Perhaps the sea? Or at least a swimming pool? Or something like the Astrological Clock. That was in Prague. Come to think of it, there were swimming pools in Prague too, but she could hardly remember ever going to any with her Mum. They didn't go to the Astrological Clock very often from Prosek either. They had been there with the school, true, but Mum had hardly wanted to go anywhere lately. She didn't want to go to town, she'd say.

„Sorry, I'm not feeling all that…Maybe tomorrow,“ she'd always promise.

Two girls were sitting on the platform. Other people were sitting there too, grown-ups, but what of them? The girls were sitting a little to one side, near the last bench on the right. Not on it, but swinging on the railing. Papadoulisová sat down on the bench tentatively.

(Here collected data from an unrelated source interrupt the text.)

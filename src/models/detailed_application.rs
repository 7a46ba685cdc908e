use chrono::{DateTime, Utc};
use serde::{Deserialize, Serialize};
use sqlx::{postgres::PgRow, FromRow, Row};
use std::fmt;
use std::str::FromStr;
use utoipa::ToSchema;
use uuid::Uuid;

/// Outcome of a single interview stage.
#[derive(Debug, Clone, Copy, PartialEq, Eq, Hash, Default, Serialize, Deserialize, ToSchema)]
#[serde(rename_all = "lowercase")]
pub enum StageStatus {
    #[default]
    Pending,
    Passed,
    Failed,
}

impl StageStatus {
    pub const ALL: [StageStatus; 3] = [StageStatus::Pending, StageStatus::Passed, StageStatus::Failed];

    pub fn as_str(&self) -> &'static str {
        match self {
            StageStatus::Pending => "pending",
            StageStatus::Passed => "passed",
            StageStatus::Failed => "failed",
        }
    }

    pub fn is_pending(&self) -> bool {
        matches!(self, StageStatus::Pending)
    }
}

/// Aggregate outcome of an application.
#[derive(Debug, Clone, Copy, PartialEq, Eq, Hash, Default, Serialize, Deserialize, ToSchema)]
#[serde(rename_all = "lowercase")]
pub enum OverallStatus {
    #[default]
    Review,
    Hired,
    Rejected,
}

impl OverallStatus {
    pub const ALL: [OverallStatus; 3] = [
        OverallStatus::Review,
        OverallStatus::Hired,
        OverallStatus::Rejected,
    ];

    pub fn as_str(&self) -> &'static str {
        match self {
            OverallStatus::Review => "review",
            OverallStatus::Hired => "hired",
            OverallStatus::Rejected => "rejected",
        }
    }
}

#[derive(Debug, Clone, thiserror::Error)]
#[error("unknown status value '{0}'")]
pub struct UnknownStatus(pub String);

impl FromStr for StageStatus {
    type Err = UnknownStatus;

    fn from_str(s: &str) -> Result<Self, Self::Err> {
        match s {
            "pending" => Ok(StageStatus::Pending),
            "passed" => Ok(StageStatus::Passed),
            "failed" => Ok(StageStatus::Failed),
            other => Err(UnknownStatus(other.to_string())),
        }
    }
}

impl FromStr for OverallStatus {
    type Err = UnknownStatus;

    fn from_str(s: &str) -> Result<Self, Self::Err> {
        match s {
            "review" => Ok(OverallStatus::Review),
            "hired" => Ok(OverallStatus::Hired),
            "rejected" => Ok(OverallStatus::Rejected),
            other => Err(UnknownStatus(other.to_string())),
        }
    }
}

impl fmt::Display for StageStatus {
    fn fmt(&self, f: &mut fmt::Formatter<'_>) -> fmt::Result {
        f.write_str(self.as_str())
    }
}

impl fmt::Display for OverallStatus {
    fn fmt(&self, f: &mut fmt::Formatter<'_>) -> fmt::Result {
        f.write_str(self.as_str())
    }
}

/// The four sequential interview stages.
#[derive(Debug, Clone, Copy, PartialEq, Eq, Hash, Serialize, Deserialize, ToSchema)]
#[serde(rename_all = "lowercase")]
pub enum Stage {
    Phone,
    Hr,
    Technical,
    Ceo,
}

impl Stage {
    pub const ALL: [Stage; 4] = [Stage::Phone, Stage::Hr, Stage::Technical, Stage::Ceo];

    pub fn key(&self) -> &'static str {
        match self {
            Stage::Phone => "phone",
            Stage::Hr => "hr",
            Stage::Technical => "technical",
            Stage::Ceo => "ceo",
        }
    }

    pub fn label(&self) -> &'static str {
        match self {
            Stage::Phone => "Phone Interview",
            Stage::Hr => "HR Interview",
            Stage::Technical => "Technical Interview",
            Stage::Ceo => "CEO Interview",
        }
    }

    /// Label of what follows this stage; the CEO interview leads to the offer.
    pub fn next_label(&self) -> &'static str {
        match self {
            Stage::Phone => Stage::Hr.label(),
            Stage::Hr => Stage::Technical.label(),
            Stage::Technical => Stage::Ceo.label(),
            Stage::Ceo => "Final Offer",
        }
    }

    pub fn status_field(&self) -> &'static str {
        match self {
            Stage::Phone => "phone_status",
            Stage::Hr => "hr_status",
            Stage::Technical => "technical_status",
            Stage::Ceo => "ceo_status",
        }
    }

    pub fn comment_field(&self) -> &'static str {
        match self {
            Stage::Phone => "phone_comment",
            Stage::Hr => "hr_comment",
            Stage::Technical => "technical_comment",
            Stage::Ceo => "ceo_comment",
        }
    }

    /// Position in the pipeline, 1 through 4.
    pub fn number(&self) -> u8 {
        match self {
            Stage::Phone => 1,
            Stage::Hr => 2,
            Stage::Technical => 3,
            Stage::Ceo => 4,
        }
    }
}

impl fmt::Display for Stage {
    fn fmt(&self, f: &mut fmt::Formatter<'_>) -> fmt::Result {
        f.write_str(self.label())
    }
}

#[derive(Debug, Clone, Copy, PartialEq, Eq, Default, Serialize, Deserialize, ToSchema)]
pub struct StageStatuses {
    pub phone: StageStatus,
    pub hr: StageStatus,
    pub technical: StageStatus,
    pub ceo: StageStatus,
}

impl StageStatuses {
    pub fn new(phone: StageStatus, hr: StageStatus, technical: StageStatus, ceo: StageStatus) -> Self {
        Self {
            phone,
            hr,
            technical,
            ceo,
        }
    }

    pub fn get(&self, stage: Stage) -> StageStatus {
        match stage {
            Stage::Phone => self.phone,
            Stage::Hr => self.hr,
            Stage::Technical => self.technical,
            Stage::Ceo => self.ceo,
        }
    }

    pub fn set(&mut self, stage: Stage, status: StageStatus) {
        match stage {
            Stage::Phone => self.phone = status,
            Stage::Hr => self.hr = status,
            Stage::Technical => self.technical = status,
            Stage::Ceo => self.ceo = status,
        }
    }

    pub fn iter(&self) -> impl Iterator<Item = (Stage, StageStatus)> + '_ {
        Stage::ALL.into_iter().map(move |stage| (stage, self.get(stage)))
    }
}

#[derive(Debug, Clone, PartialEq, Eq, Default, Serialize, Deserialize, ToSchema)]
pub struct StageComments {
    pub phone: String,
    pub hr: String,
    pub technical: String,
    pub ceo: String,
}

impl StageComments {
    pub fn get(&self, stage: Stage) -> &str {
        match stage {
            Stage::Phone => &self.phone,
            Stage::Hr => &self.hr,
            Stage::Technical => &self.technical,
            Stage::Ceo => &self.ceo,
        }
    }

    pub fn set(&mut self, stage: Stage, comment: String) {
        match stage {
            Stage::Phone => self.phone = comment,
            Stage::Hr => self.hr = comment,
            Stage::Technical => self.technical = comment,
            Stage::Ceo => self.ceo = comment,
        }
    }
}

/// A detailed application joined with the link and job it came through.
#[derive(Debug, Clone, Serialize, Deserialize)]
pub struct DetailedApplication {
    pub id: Uuid,
    pub link_id: Uuid,
    pub link_owner: Uuid,
    pub job_id: Option<Uuid>,
    pub job_title: Option<String>,
    pub full_name: String,
    pub email: String,
    pub phone_number: String,
    pub cover_letter: String,
    pub submitted_at: DateTime<Utc>,
    pub is_viewed: bool,
    pub interview_date: Option<DateTime<Utc>>,
    pub overall_status: OverallStatus,
    pub statuses: StageStatuses,
    pub comments: StageComments,
    pub updated_at: DateTime<Utc>,
}

impl DetailedApplication {
    pub fn job_title_or_general(&self) -> &str {
        self.job_title.as_deref().unwrap_or(GENERAL_APPLICATION)
    }
}

pub const GENERAL_APPLICATION: &str = "General Application";

#[derive(Debug, Clone, Serialize, Deserialize, FromRow, ToSchema)]
pub struct OverallStatusCount {
    pub overall_status: String,
    pub applications: i64,
}

fn decode_status<T>(row: &PgRow, column: &str) -> Result<T, sqlx::Error>
where
    T: FromStr<Err = UnknownStatus>,
{
    let raw: String = row.try_get(column)?;
    raw.parse().map_err(|e: UnknownStatus| sqlx::Error::ColumnDecode {
        index: column.to_string(),
        source: Box::new(e),
    })
}

impl<'r> FromRow<'r, PgRow> for DetailedApplication {
    fn from_row(row: &'r PgRow) -> Result<Self, sqlx::Error> {
        Ok(Self {
            id: row.try_get("id")?,
            link_id: row.try_get("link_id")?,
            link_owner: row.try_get("link_owner")?,
            job_id: row.try_get("job_id")?,
            job_title: row.try_get("job_title")?,
            full_name: row.try_get("full_name")?,
            email: row.try_get("email")?,
            phone_number: row.try_get("phone_number")?,
            cover_letter: row.try_get("cover_letter")?,
            submitted_at: row.try_get("submitted_at")?,
            is_viewed: row.try_get("is_viewed")?,
            interview_date: row.try_get("interview_date")?,
            overall_status: decode_status(row, "overall_status")?,
            statuses: StageStatuses {
                phone: decode_status(row, "phone_status")?,
                hr: decode_status(row, "hr_status")?,
                technical: decode_status(row, "technical_status")?,
                ceo: decode_status(row, "ceo_status")?,
            },
            comments: StageComments {
                phone: row.try_get("phone_comment")?,
                hr: row.try_get("hr_comment")?,
                technical: row.try_get("technical_comment")?,
                ceo: row.try_get("ceo_comment")?,
            },
            updated_at: row.try_get("updated_at")?,
        })
    }
}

„What are you gawping at?“ shouted the largest and fattest one in blue tracksuit bottoms.

The smaller one laughed. Of course, what else? Everybody was always saying she was gawping because of her glasses. If they knew her name they'd say: „what are you gawping at, Papapa?“

An express train came from Plzeň on the second track, followed by the slow train from Beroun on the first – a fine double-decker stopping train. A pantograph train. Mum called them panto trains. She had already been on one a couple of times to Grannie's, but always got off at Beroun. There was another announcement, but it was awfully hard to hear. The train slowly moved off.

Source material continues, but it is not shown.